# WHAT IS EXPECTED:
Each line of the data below from the one holding "pub const PILOT_ID: &str" to the one holding "pub const FILL_ID: &str", inclusive, is to be reproduced exactly; no other line belongs in the answer.

# Saved entries:
-- Opening Marker --

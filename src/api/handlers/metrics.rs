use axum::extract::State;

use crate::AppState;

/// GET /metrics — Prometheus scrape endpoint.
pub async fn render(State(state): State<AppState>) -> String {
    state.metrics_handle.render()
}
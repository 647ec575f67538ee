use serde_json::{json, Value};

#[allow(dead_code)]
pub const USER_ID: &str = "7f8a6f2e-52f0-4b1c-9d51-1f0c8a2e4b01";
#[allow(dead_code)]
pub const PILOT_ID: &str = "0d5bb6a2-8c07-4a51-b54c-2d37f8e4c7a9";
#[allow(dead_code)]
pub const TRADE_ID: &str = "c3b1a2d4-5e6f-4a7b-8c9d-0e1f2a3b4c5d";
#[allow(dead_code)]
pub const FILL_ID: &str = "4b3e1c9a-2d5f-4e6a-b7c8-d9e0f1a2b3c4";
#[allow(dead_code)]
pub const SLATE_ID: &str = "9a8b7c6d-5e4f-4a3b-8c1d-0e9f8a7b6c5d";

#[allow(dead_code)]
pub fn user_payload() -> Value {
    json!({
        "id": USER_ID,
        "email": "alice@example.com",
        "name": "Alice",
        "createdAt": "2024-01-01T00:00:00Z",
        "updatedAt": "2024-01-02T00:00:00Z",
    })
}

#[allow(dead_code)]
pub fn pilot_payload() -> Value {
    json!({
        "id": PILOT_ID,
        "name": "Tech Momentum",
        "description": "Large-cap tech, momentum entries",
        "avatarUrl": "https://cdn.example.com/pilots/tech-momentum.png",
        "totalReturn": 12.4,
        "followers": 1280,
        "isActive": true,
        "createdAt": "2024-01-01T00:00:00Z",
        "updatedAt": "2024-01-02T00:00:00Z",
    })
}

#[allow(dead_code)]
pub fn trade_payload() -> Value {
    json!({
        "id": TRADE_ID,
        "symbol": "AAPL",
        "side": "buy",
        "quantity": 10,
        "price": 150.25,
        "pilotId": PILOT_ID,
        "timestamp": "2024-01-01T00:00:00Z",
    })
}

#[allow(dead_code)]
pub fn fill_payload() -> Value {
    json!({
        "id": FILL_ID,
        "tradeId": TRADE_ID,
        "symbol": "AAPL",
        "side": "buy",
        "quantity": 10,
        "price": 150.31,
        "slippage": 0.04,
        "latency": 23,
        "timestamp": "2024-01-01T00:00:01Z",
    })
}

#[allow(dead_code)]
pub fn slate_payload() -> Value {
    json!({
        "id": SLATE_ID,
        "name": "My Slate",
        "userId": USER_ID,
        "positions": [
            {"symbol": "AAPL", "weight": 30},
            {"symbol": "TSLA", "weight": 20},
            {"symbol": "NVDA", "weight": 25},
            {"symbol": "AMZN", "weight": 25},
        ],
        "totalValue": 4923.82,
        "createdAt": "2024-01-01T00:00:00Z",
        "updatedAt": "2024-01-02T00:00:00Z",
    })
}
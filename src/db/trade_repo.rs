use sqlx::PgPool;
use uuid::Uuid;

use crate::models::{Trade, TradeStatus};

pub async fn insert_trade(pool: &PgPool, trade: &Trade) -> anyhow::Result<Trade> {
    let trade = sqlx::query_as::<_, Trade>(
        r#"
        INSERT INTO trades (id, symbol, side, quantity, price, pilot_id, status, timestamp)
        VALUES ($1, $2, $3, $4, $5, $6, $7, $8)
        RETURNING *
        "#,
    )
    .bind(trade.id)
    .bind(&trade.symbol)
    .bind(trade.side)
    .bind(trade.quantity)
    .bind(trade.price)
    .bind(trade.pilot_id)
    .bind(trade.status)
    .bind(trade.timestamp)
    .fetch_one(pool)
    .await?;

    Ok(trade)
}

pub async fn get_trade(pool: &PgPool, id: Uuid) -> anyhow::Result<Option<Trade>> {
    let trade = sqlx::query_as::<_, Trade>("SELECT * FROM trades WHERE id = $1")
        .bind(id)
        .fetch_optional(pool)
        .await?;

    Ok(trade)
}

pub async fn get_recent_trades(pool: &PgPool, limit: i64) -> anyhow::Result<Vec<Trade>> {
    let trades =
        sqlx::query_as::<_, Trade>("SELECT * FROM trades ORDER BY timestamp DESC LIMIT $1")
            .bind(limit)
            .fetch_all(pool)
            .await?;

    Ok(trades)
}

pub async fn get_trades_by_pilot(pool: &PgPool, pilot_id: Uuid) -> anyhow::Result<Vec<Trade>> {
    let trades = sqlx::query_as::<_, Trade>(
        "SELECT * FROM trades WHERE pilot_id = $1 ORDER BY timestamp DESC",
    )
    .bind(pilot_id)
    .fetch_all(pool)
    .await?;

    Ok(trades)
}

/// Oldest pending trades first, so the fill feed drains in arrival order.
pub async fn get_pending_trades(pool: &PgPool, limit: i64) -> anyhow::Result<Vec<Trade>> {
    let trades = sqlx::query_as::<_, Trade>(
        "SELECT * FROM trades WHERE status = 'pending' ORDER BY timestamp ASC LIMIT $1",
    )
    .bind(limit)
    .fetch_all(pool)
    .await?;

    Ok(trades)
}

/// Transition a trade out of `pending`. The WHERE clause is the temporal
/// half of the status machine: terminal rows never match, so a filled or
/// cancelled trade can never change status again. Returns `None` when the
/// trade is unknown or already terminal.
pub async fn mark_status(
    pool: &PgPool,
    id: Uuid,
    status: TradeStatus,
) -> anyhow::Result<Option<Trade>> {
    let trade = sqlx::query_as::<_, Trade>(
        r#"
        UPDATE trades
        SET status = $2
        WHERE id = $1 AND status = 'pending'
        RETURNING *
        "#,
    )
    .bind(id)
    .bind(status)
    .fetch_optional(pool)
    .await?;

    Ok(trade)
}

-- Closing Marker --

# WRITTEN RESPONSE:
pub const PILOT_ID: &str = "0d5bb6a2-8c07-4a51-b54c-2d37f8e4c7a9";
#[allow(dead_code)]
pub const TRADE_ID: &str = "c3b1a2d4-5e6f-4a7b-8c9d-0e1f2a3b4c5d";
#[allow(dead_code)]
pub const FILL_ID: &str = "4b3e1c9a-2d5f-4e6a-b7c8-d9e0f1a2b3c4";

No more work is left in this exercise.